··· Data for the task

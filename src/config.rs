//! Storefront configuration, loaded from TOML.
//!
//! ```toml
//! base_path = "/shop"
//! storage_key = "shopping_cart"
//! default_limit = 20
//! toast_duration_ms = 3000
//! max_toasts = 3
//! fetch_retries = 1
//! related_limit = 20
//! ```
//!
//! Every field is optional.

use std::path::{Path, PathBuf};
use std::time::Duration;

use serde::Deserialize;
use thiserror::Error;

use crate::store::PageLimit;

// ============================================================================
// ConfigError
// ============================================================================

#[derive(Debug, Error)]
pub enum ConfigError {
    #[error("IO error when reading `{0}`")]
    Io(PathBuf, #[source] std::io::Error),

    #[error("config file parsing error")]
    Toml(#[from] toml::de::Error),

    #[error("config validation error: {0}")]
    Validation(String),
}

// ============================================================================
// ShopConfig
// ============================================================================

#[derive(Debug, Clone, PartialEq, Deserialize)]
#[serde(default, deny_unknown_fields)]
pub struct ShopConfig {
    /// Prefix stripped from every pathname before route matching.
    pub base_path: String,
    /// Storage key the cart is persisted under.
    pub storage_key: String,
    /// Page size used when the URL does not name one.
    pub default_limit: u32,
    pub toast_duration_ms: u64,
    pub max_toasts: usize,
    /// Automatic retries after a failed fetch, before showing the error.
    pub fetch_retries: u32,
    /// How many same-category products the detail page asks for.
    pub related_limit: u32,
}

impl Default for ShopConfig {
    fn default() -> Self {
        Self {
            base_path: String::new(),
            storage_key: "shopping_cart".to_string(),
            default_limit: 20,
            toast_duration_ms: 3000,
            max_toasts: 3,
            fetch_retries: 1,
            related_limit: 20,
        }
    }
}

impl ShopConfig {
    pub fn from_toml_str(source: &str) -> Result<Self, ConfigError> {
        let config: Self = toml::from_str(source)?;
        config.validate()?;
        Ok(config)
    }

    pub fn load(path: impl AsRef<Path>) -> Result<Self, ConfigError> {
        let path = path.as_ref();
        let source =
            std::fs::read_to_string(path).map_err(|err| ConfigError::Io(path.to_path_buf(), err))?;
        Self::from_toml_str(&source)
    }

    pub fn validate(&self) -> Result<(), ConfigError> {
        if PageLimit::from_value(self.default_limit).is_none() {
            return Err(ConfigError::Validation(format!(
                "default_limit must be one of 10, 20, 50, 100 (got {})",
                self.default_limit
            )));
        }
        if !self.base_path.is_empty() && (!self.base_path.starts_with('/') || self.base_path.ends_with('/')) {
            return Err(ConfigError::Validation(format!(
                "base_path must be empty or look like `/shop` (got `{}`)",
                self.base_path
            )));
        }
        if self.storage_key.trim().is_empty() {
            return Err(ConfigError::Validation("storage_key must not be empty".into()));
        }
        if self.max_toasts == 0 {
            return Err(ConfigError::Validation("max_toasts must be at least 1".into()));
        }
        Ok(())
    }

    pub fn toast_duration(&self) -> Duration {
        Duration::from_millis(self.toast_duration_ms)
    }

    pub fn page_limit(&self) -> PageLimit {
        PageLimit::from_value(self.default_limit).unwrap_or_default()
    }
}

#[cfg(test)]
mod tests {
    use super::*;
    use pretty_assertions::assert_eq;
    use std::io::Write;

    #[test]
    fn test_empty_source_gives_defaults() {
        assert_eq!(ShopConfig::from_toml_str("").unwrap(), ShopConfig::default());
    }

    #[test]
    fn test_partial_override() {
        let config = ShopConfig::from_toml_str("base_path = \"/shop\"\ndefault_limit = 50\n").unwrap();
        assert_eq!(config.base_path, "/shop");
        assert_eq!(config.page_limit(), PageLimit::Fifty);
        assert_eq!(config.storage_key, "shopping_cart");
    }

    #[test]
    fn test_validation_failures() {
        for source in [
            "default_limit = 25",
            "base_path = \"shop\"",
            "base_path = \"/shop/\"",
            "storage_key = \" \"",
            "max_toasts = 0",
        ] {
            let err = ShopConfig::from_toml_str(source).unwrap_err();
            assert!(matches!(err, ConfigError::Validation(_)), "{source}: {err}");
        }
    }

    #[test]
    fn test_unknown_field_is_parse_error() {
        let err = ShopConfig::from_toml_str("colour = \"red\"").unwrap_err();
        assert!(matches!(err, ConfigError::Toml(_)));
    }

    #[test]
    fn test_load_from_file() {
        let mut file = tempfile::NamedTempFile::new().unwrap();
        writeln!(file, "toast_duration_ms = 500").unwrap();
        let config = ShopConfig::load(file.path()).unwrap();
        assert_eq!(config.toast_duration(), Duration::from_millis(500));

        let missing = ShopConfig::load(file.path().with_extension("missing")).unwrap_err();
        assert!(missing.to_string().contains("IO error"));
    }
}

······

*Aim of the exercise*. Repeat the data in full, exactly as supplied.

*Answer to this task*.
filename src/config.rs
//! Storefront configuration, loaded from TOML.
//!
//! ```toml
//! base_path = "/shop"
//! storage_key = "shopping_cart"
//! default_limit = 20
//! toast_duration_ms = 3000
//! max_toasts = 3
//! fetch_retries = 1
//! related_limit = 20
//! ```
//!
//! Every field is optional.

use std::path::{Path, PathBuf};
use std::time::Duration;

use serde::Deserialize;
use thiserror::Error;

use crate::store::PageLimit;

// ============================================================================
// ConfigError
// ============================================================================

#[derive(Debug, Error)]
pub enum ConfigError {
    #[error("IO error when reading `{0}`")]
    Io(PathBuf, #[source] std::io::Error),

    #[error("config file parsing error")]
    Toml(#[from] toml::de::Error),

    #[error("config validation error: {0}")]
    Validation(String),
}

// ============================================================================
// ShopConfig
// ============================================================================

#[derive(Debug, Clone, PartialEq, Deserialize)]
#[serde(default, deny_unknown_fields)]
pub struct ShopConfig {
    /// Prefix stripped from every pathname before route matching.
    pub base_path: String,
    /// Storage key the cart is persisted under.
    pub storage_key: String,
    /// Page size used when the URL does not name one.
    pub default_limit: u32,
    pub toast_duration_ms: u64,
    pub max_toasts: usize,
    /// Automatic retries after a failed fetch, before showing the error.
    pub fetch_retries: u32,
    /// How many same-category products the detail page asks for.
    pub related_limit: u32,
}

impl Default for ShopConfig {
    fn default() -> Self {
        Self {
            base_path: String::new(),
            storage_key: "shopping_cart".to_string(),
            default_limit: 20,
            toast_duration_ms: 3000,
            max_toasts: 3,
            fetch_retries: 1,
            related_limit: 20,
        }
    }
}

impl ShopConfig {
    pub fn from_toml_str(source: &str) -> Result<Self, ConfigError> {
        let config: Self = toml::from_str(source)?;
        config.validate()?;
        Ok(config)
    }

    pub fn load(path: impl AsRef<Path>) -> Result<Self, ConfigError> {
        let path = path.as_ref();
        let source =
            std::fs::read_to_string(path).map_err(|err| ConfigError::Io(path.to_path_buf(), err))?;
        Self::from_toml_str(&source)
    }

    pub fn validate(&self) -> Result<(), ConfigError> {
        if PageLimit::from_value(self.default_limit).is_none() {
            return Err(ConfigError::Validation(format!(
                "default_limit must be one of 10, 20, 50, 100 (got {})",
                self.default_limit
            )));
        }
        if !self.base_path.is_empty() && (!self.base_path.starts_with('/') || self.base_path.ends_with('/')) {
            return Err(ConfigError::Validation(format!(
                "base_path must be empty or look like `/shop` (got `{}`)",
                self.base_path
            )));
        }
        if self.storage_key.trim().is_empty() {
            return Err(ConfigError::Validation("storage_key must not be empty".into()));
        }
        if self.max_toasts == 0 {
            return Err(ConfigError::Validation("max_toasts must be at least 1".into()));
        }
        Ok(())
    }

    pub fn toast_duration(&self) -> Duration {
        Duration::from_millis(self.toast_duration_ms)
    }

    pub fn page_limit(&self) -> PageLimit {
        PageLimit::from_value(self.default_limit).unwrap_or_default()
    }
}

#[cfg(test)]
mod tests {
    use super::*;
    use pretty_assertions::assert_eq;
    use std::io::Write;

    #[test]
    fn test_empty_source_gives_defaults() {
        assert_eq!(ShopConfig::from_toml_str("").unwrap(), ShopConfig::default());
    }

    #[test]
    fn test_partial_override() {
        let config = ShopConfig::from_toml_str("base_path = \"/shop\"\ndefault_limit = 50\n").unwrap();
        assert_eq!(config.base_path, "/shop");
        assert_eq!(config.page_limit(), PageLimit::Fifty);
        assert_eq!(config.storage_key, "shopping_cart");
    }

    #[test]
    fn test_validation_failures() {
        for source in [
            "default_limit = 25",
            "base_path = \"shop\"",
            "base_path = \"/shop/\"",
            "storage_key = \" \"",
            "max_toasts = 0",
        ] {
            let err = ShopConfig::from_toml_str(source).unwrap_err();
            assert!(matches!(err, ConfigError::Validation(_)), "{source}: {err}");
        }
    }

    #[test]
    fn test_unknown_field_is_parse_error() {
        let err = ShopConfig::from_toml_str("colour = \"red\"").unwrap_err();
        assert!(matches!(err, ConfigError::Toml(_)));
    }

    #[test]
    fn test_load_from_file() {
        let mut file = tempfile::NamedTempFile::new().unwrap();
        writeln!(file, "toast_duration_ms = 500").unwrap();
        let config = ShopConfig::load(file.path()).unwrap();
        assert_eq!(config.toast_duration(), Duration::from_millis(500));

        let missing = ShopConfig::load(file.path().with_extension("missing")).unwrap_err();
        assert!(missing.to_string().contains("IO error"));
    }
}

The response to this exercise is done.